START DATA FOR PROCESSING
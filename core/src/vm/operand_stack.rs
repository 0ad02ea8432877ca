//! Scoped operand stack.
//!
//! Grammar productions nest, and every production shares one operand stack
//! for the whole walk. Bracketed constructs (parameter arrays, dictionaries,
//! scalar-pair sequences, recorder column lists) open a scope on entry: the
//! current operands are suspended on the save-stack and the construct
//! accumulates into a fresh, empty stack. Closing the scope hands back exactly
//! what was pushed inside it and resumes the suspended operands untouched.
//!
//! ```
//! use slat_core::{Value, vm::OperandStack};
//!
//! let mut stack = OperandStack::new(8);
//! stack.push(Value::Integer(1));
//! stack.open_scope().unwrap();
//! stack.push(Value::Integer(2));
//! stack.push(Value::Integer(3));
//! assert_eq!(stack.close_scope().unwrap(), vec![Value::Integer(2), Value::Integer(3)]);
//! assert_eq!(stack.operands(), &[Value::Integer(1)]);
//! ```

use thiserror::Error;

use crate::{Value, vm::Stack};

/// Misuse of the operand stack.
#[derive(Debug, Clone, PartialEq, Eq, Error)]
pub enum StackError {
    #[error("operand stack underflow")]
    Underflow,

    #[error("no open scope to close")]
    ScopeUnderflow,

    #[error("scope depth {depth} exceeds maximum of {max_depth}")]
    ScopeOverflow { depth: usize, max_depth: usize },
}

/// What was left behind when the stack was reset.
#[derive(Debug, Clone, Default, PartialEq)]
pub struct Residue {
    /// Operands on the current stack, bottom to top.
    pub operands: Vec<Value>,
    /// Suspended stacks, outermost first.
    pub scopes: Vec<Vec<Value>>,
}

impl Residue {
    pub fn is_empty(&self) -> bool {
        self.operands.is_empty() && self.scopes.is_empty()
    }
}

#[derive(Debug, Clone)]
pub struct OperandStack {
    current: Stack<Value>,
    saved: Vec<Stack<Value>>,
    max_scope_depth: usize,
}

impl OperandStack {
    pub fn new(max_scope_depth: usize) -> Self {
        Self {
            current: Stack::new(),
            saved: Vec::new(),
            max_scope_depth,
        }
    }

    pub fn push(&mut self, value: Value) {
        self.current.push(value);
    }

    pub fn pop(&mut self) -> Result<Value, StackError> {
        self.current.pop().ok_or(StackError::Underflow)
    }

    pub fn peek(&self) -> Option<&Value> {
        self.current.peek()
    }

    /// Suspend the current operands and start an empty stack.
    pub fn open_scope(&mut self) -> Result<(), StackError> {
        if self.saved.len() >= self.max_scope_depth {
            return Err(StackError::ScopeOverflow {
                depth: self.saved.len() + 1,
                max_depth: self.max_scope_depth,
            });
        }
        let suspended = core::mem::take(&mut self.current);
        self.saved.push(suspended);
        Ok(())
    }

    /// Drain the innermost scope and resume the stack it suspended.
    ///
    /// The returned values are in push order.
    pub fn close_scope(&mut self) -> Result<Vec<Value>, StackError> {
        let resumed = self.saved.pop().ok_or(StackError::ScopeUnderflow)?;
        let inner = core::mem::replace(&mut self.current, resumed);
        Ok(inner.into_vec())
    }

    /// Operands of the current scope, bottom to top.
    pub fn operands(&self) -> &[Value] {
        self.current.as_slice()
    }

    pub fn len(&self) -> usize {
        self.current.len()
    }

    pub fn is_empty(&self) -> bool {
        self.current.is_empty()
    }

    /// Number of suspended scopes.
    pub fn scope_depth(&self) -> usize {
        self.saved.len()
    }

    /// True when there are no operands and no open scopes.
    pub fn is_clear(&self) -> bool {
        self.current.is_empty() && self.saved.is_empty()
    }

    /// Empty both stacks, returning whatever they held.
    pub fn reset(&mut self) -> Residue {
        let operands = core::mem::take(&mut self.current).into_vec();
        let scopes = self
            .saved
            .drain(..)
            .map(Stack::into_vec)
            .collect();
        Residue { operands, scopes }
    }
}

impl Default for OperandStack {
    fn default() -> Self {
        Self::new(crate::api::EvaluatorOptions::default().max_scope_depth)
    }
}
END DATA FOR PROCESSING
START DATA FOR PROCESSING
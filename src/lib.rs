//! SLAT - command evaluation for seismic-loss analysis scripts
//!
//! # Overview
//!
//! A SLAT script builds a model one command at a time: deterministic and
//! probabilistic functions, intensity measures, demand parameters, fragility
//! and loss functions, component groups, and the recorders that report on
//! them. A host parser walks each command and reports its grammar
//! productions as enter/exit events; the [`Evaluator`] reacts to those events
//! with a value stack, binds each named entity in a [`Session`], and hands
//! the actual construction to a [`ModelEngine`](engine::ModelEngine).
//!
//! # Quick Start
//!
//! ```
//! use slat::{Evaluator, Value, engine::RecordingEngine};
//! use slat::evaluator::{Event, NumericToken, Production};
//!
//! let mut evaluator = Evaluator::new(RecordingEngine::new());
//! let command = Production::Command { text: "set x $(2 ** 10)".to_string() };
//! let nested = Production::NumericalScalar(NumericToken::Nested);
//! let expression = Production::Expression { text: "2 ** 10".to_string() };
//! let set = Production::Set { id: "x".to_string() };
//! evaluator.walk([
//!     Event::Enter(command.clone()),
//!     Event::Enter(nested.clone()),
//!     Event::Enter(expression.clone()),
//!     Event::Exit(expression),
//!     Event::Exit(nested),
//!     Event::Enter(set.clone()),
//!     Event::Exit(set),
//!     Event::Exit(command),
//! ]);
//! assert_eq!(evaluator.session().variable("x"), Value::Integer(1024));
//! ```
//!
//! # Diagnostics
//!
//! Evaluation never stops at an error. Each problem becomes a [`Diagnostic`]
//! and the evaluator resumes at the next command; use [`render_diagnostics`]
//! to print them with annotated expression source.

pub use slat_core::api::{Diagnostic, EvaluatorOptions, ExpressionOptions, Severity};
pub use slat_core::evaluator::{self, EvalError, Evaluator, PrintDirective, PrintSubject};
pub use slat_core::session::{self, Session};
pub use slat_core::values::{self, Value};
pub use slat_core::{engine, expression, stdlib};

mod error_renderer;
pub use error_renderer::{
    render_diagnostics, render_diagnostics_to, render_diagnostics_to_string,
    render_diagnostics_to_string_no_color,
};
END DATA FOR PROCESSING
The string "reset" may appear in the lines of the records above. State how many lines contain it, with no other words.

▶ **SOLUTION FOR THIS PROBLEM**: 2